### Directions
Scan the entries below for the word "TcpConnector" and copy every line in which it occurs.

### Stored data
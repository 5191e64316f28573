use bankguard::config::Config;
use bankguard::control::{ControlHandler, ControlRequest};
use bankguard::hardware::{Clock, SimClock};
use bankguard::snapshot::SnapshotPublisher;
use bankguard::{Capabilities, Supervisor};
use clap::{App, Arg};
use colored::*;
use std::path::{Path, PathBuf};
use std::sync::atomic::{AtomicBool, Ordering};
use std::sync::mpsc::Sender;
use std::sync::Arc;
use std::time::Duration;
use tokio::io::{AsyncBufReadExt, AsyncWriteExt, BufReader};
use tokio::net::{TcpListener, TcpStream};
use tokio::sync::{broadcast, Mutex};
use tracing::{error, info, warn};
use tracing_subscriber::EnvFilter;

const DEFAULT_CONFIG: &str = "bankguard.toml";
const SNAPSHOT_BROADCAST_BUFFER_SIZE: usize = 16;
const SLEEP_SLICE: Duration = Duration::from_millis(250);

#[tokio::main]
async fn main() -> Result<(), Box<dyn std::error::Error>> {
    let matches = App::new("bankguard")
        .version("0.1.0")
        .author("Energy Systems Engineering Team")
        .about("🔋 Battery bank supervisor - temperature monitoring and verified balancing")
        .arg(
            Arg::with_name("config")
                .short("c")
                .long("config")
                .value_name("FILE")
                .help("Configuration file")
                .takes_value(true)
                .default_value(DEFAULT_CONFIG),
        )
        .arg(
            Arg::with_name("simulate")
                .short("s")
                .long("simulate")
                .help("Run against a simulated pack on virtual time"),
        )
        .arg(
            Arg::with_name("validate-config")
                .long("validate-config")
                .help("Check the configuration and exit"),
        )
        .arg(
            Arg::with_name("data-dir")
                .short("d")
                .long("data-dir")
                .value_name("DIR")
                .help("Directory holding calibration offsets")
                .takes_value(true),
        )
        .arg(
            Arg::with_name("bind")
                .short("b")
                .long("bind")
                .value_name("ADDR")
                .help("Status server address, overriding the configuration")
                .takes_value(true),
        )
        .arg(
            Arg::with_name("skip-self-test")
                .long("skip-self-test")
                .help("Start polling without the startup self-test"),
        )
        .get_matches();

    let config_path = Path::new(matches.value_of("config").unwrap_or(DEFAULT_CONFIG));
    let mut config = match Config::load(config_path) {
        Ok(config) => config,
        Err(e) => {
            eprintln!("{} {}", "✗".red().bold(), e);
            std::process::exit(2);
        }
    };
    if let Some(dir) = matches.value_of("data-dir") {
        config.data_dir = PathBuf::from(dir);
    }
    if let Some(bind) = matches.value_of("bind") {
        config.status.bind = bind.to_string();
    }

    if matches.is_present("validate-config") {
        return match config.validate() {
            Ok(()) => {
                println!("{} {} is valid", "✓".green().bold(), config_path.display());
                Ok(())
            }
            Err(e) => {
                eprintln!("{} {}", "✗".red().bold(), e);
                std::process::exit(1);
            }
        };
    }

    tracing_subscriber::fmt()
        .with_env_filter(
            EnvFilter::try_from_default_env()
                .unwrap_or_else(|_| EnvFilter::new(&config.logging.level)),
        )
        .init();

    let simulate = matches.is_present("simulate");
    println!("{}", "🔋 Battery Bank Supervisor".bright_blue().bold());
    println!("{}", "==========================".bright_blue());
    println!(
        "  Pack: {} banks x {} sensors, {} parallel",
        config.pack.num_series_banks.to_string().cyan(),
        config.pack.sensors_per_bank.to_string().cyan(),
        config.pack.number_of_parallel_batteries.to_string().cyan()
    );
    println!(
        "  Mode: {}",
        if simulate { "simulated".yellow() } else { "hardware".green() }
    );

    let (caps, pace) = if simulate {
        let (caps, _pack) = Capabilities::simulated(&config, SimClock::new())?;
        (caps, true)
    } else {
        (hardware_capabilities(&config)?, false)
    };
    let clock = Arc::clone(&caps.clock);
    let bind = config.status.bind.clone();
    let poll_interval = Duration::from_secs(config.temperature.poll_interval_s);
    let spread_threshold = config.balance.voltage_difference_to_balance;
    let self_test = config.self_test.enabled && !matches.is_present("skip-self-test");

    let supervisor = Supervisor::new(config, caps)?;
    let publisher = supervisor.publisher();
    let requests = supervisor.requests();

    let (snapshot_tx, _) = broadcast::channel(SNAPSHOT_BROADCAST_BUFFER_SIZE);
    let running = Arc::new(AtomicBool::new(true));

    let loop_running = Arc::clone(&running);
    let loop_tx = snapshot_tx.clone();
    let supervisor_thread = std::thread::Builder::new()
        .name("supervisor".into())
        .spawn(move || {
            run_supervisor(supervisor, clock, poll_interval, pace, self_test, loop_tx, loop_running);
        })?;

    let server = tokio::spawn(async move {
        if let Err(e) = start_status_server(bind, publisher, requests, spread_threshold, snapshot_tx).await {
            error!("Status server error: {}", e);
        }
    });

    tokio::signal::ctrl_c().await?;
    info!("Shutdown requested");
    running.store(false, Ordering::SeqCst);
    server.abort();
    if supervisor_thread.join().is_err() {
        error!("Supervisor thread panicked");
    }
    println!("{}", "🔋 Battery Bank Supervisor stopped".bright_blue());
    Ok(())
}

#[cfg(feature = "hardware")]
fn hardware_capabilities(config: &Config) -> Result<Capabilities, Box<dyn std::error::Error>> {
    use bankguard::hardware::i2c::LinuxI2cBus;
    use bankguard::hardware::{SystemClock, SysfsActuator, TcpConnector};
    use bankguard::FileCalibrationStore;

    let mut actuator = SysfsActuator::new(&config.hardware);
    if !actuator.is_available() {
        return Err(format!("GPIO interface {} not found", config.hardware.gpio_base).into());
    }
    actuator.setup()?;
    Ok(Capabilities {
        connector: Box::new(TcpConnector::new()),
        bus: Box::new(LinuxI2cBus::new(config.hardware.i2c_bus)),
        actuator: Box::new(actuator),
        store: Box::new(FileCalibrationStore::new(&config.data_dir)),
        clock: Arc::new(SystemClock::new()),
    })
}

#[cfg(not(feature = "hardware"))]
fn hardware_capabilities(_config: &Config) -> Result<Capabilities, Box<dyn std::error::Error>> {
    Err("built without the `hardware` feature; run with --simulate".into())
}

fn run_supervisor(
    mut supervisor: Supervisor,
    clock: Arc<dyn Clock>,
    poll_interval: Duration,
    pace: bool,
    self_test: bool,
    snapshot_tx: broadcast::Sender<String>,
    running: Arc<AtomicBool>,
) {
    if self_test {
        let report = supervisor.run_self_test();
        if report.passed {
            info!("✅ Self-test passed after {} attempt(s)", report.attempts);
        } else {
            warn!("⚠️  Self-test failed: {}", report.failures.join("; "));
        }
    }

    while running.load(Ordering::SeqCst) {
        let outcome = supervisor.poll();
        let snapshot = &outcome.snapshot;
        info!(
            "📊 Poll {}: {} alerts, {:.2}V total{}",
            snapshot.poll,
            snapshot.alerts.len(),
            snapshot.total_voltage,
            if snapshot.balancer_latched { ", balancer latched" } else { "" }
        );
        match serde_json::to_string(&**snapshot) {
            // No subscribers is not an error.
            Ok(json) => {
                let _ = snapshot_tx.send(json);
            }
            Err(e) => warn!("Failed to serialize snapshot: {}", e),
        }

        let mut waited = Duration::ZERO;
        while waited < poll_interval && running.load(Ordering::SeqCst) {
            let slice = SLEEP_SLICE.min(poll_interval - waited);
            clock.sleep(slice);
            if pace {
                std::thread::sleep(slice);
            }
            waited += slice;
        }
    }
    supervisor.shutdown();
}

async fn start_status_server(
    bind: String,
    publisher: SnapshotPublisher,
    requests: Sender<ControlRequest>,
    spread_threshold: f64,
    snapshot_tx: broadcast::Sender<String>,
) -> Result<(), Box<dyn std::error::Error + Send + Sync>> {
    let listener = TcpListener::bind(&bind).await?;
    info!("🌐 Status server listening on {}", bind);

    loop {
        match listener.accept().await {
            Ok((stream, addr)) => {
                info!("🔗 New client connected: {}", addr);
                let handler = ControlHandler::new(requests.clone(), spread_threshold);
                let client_publisher = publisher.clone();
                let client_snapshot_rx = snapshot_tx.subscribe();

                tokio::spawn(async move {
                    if let Err(e) = handle_client(stream, handler, client_publisher, client_snapshot_rx).await {
                        warn!("Client {} error: {}", addr, e);
                    }
                    info!("🔌 Client {} disconnected", addr);
                });
            }
            Err(e) => {
                error!("Failed to accept connection: {}", e);
            }
        }
    }
}

async fn handle_client(
    stream: TcpStream,
    mut handler: ControlHandler,
    publisher: SnapshotPublisher,
    mut snapshot_rx: broadcast::Receiver<String>,
) -> Result<(), Box<dyn std::error::Error + Send + Sync>> {
    let (reader, writer) = stream.into_split();
    let mut buf_reader = BufReader::new(reader);
    let writer = Arc::new(Mutex::new(writer));

    let snapshot_writer = Arc::clone(&writer);
    let snapshot_task = tokio::spawn(async move {
        while let Ok(snapshot) = snapshot_rx.recv().await {
            let mut writer_guard = snapshot_writer.lock().await;
            if let Err(e) = writer_guard.write_all(snapshot.as_bytes()).await {
                warn!("Failed to send snapshot: {}", e);
                break;
            }
            if let Err(e) = writer_guard.write_all(b"\n").await {
                warn!("Failed to send snapshot newline: {}", e);
                break;
            }
        }
    });

    let mut line = String::new();
    loop {
        line.clear();
        match buf_reader.read_line(&mut line).await {
            Ok(0) => break,
            Ok(_) => {
                let trimmed = line.trim();
                if trimmed.is_empty() {
                    continue;
                }
                let response = match handler.parse_command(trimmed) {
                    Ok(command) => {
                        info!("📨 Received command: {:?}", command);
                        handler.handle(&command, &publisher.load())
                    }
                    Err(e) => {
                        warn!("Failed to parse command: {}", e);
                        ControlHandler::error_response(&e)
                    }
                };
                let response_json = handler.serialize_response(&response)?;
                let mut writer_guard = writer.lock().await;
                writer_guard.write_all(response_json.as_bytes()).await?;
                writer_guard.write_all(b"\n").await?;
            }
            Err(e) => {
                error!("Error reading from client: {}", e);
                break;
            }
        }
    }

    snapshot_task.abort();
    Ok(())
}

### Result
    use bankguard::hardware::{SystemClock, SysfsActuator, TcpConnector};
        connector: Box::new(TcpConnector::new()),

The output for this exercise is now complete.